We have previously reported that protein lipidation in the form of palmitoylation and farnesylation is critical for the production of A beta (amyloid beta-peptide), the dimerization of beta-secretase and its trafficking into cholesterol-rich microdomains. As statins influence these lipid modifications in addition to their effects on cholesterol biosynthesis, we have investigated the effects of lovastatin and SIMVA (simvastatin) at a range of concentrations chosen to distinguish different cellular effects on A beta production and beta-secretase structure and its localization in bHEK cells [HEK-293 cells (human embryonic kidney cells) transfected with the Asp-2 gene plus a polyhistidine coding tag] cells. We have compared the changes brought about by statins with those brought about by the palmitoylation inhibitor cerulenin and the farnesyltransferase inhibitor CVFM (Cys-Val-Phe-Met). The statin-mediated reduction in A beta production correlated with an inhibition of beta-secretase dimerization into its more active form at all concentrations of statin investigated. These effects were reversed by the administration of mevalonate, showing that these effects were mediated via 3-hydroxy-3-methylglutaryl-CoA-dependent pathways.

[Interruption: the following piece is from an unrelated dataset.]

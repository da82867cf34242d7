//! I/O layer: decoding input images into `Raster`s. Output figures are encoded
//! by the plotting backend in `render`.
pub mod reader;
pub use reader::{load_raster, raster_from_dynamic};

At low (1 mu M) statin concentrations, reduction in A beta production and inhibition of beta-secretase dimerization were mediated by inhibition of isoprenoid synthesis. At high (> 10 mu M) concentrations of statins, inhibition of beta-secretase palmitoylation occurred, which we demonstrated to be regulated by intracellular cholesterol levels. There was also a concomitant concentration-dependent change in beta-secretase subcellular trafficking. Significantly, A beta release from cells was markedly higher at 50 mu M SIMVA than at 1 mu M, whereas these concentrations resulted in similar reductions in total A beta production, suggesting that low-dose statins may be more beneficial than high doses for the therapeutic treatment of Alzheimer's disease.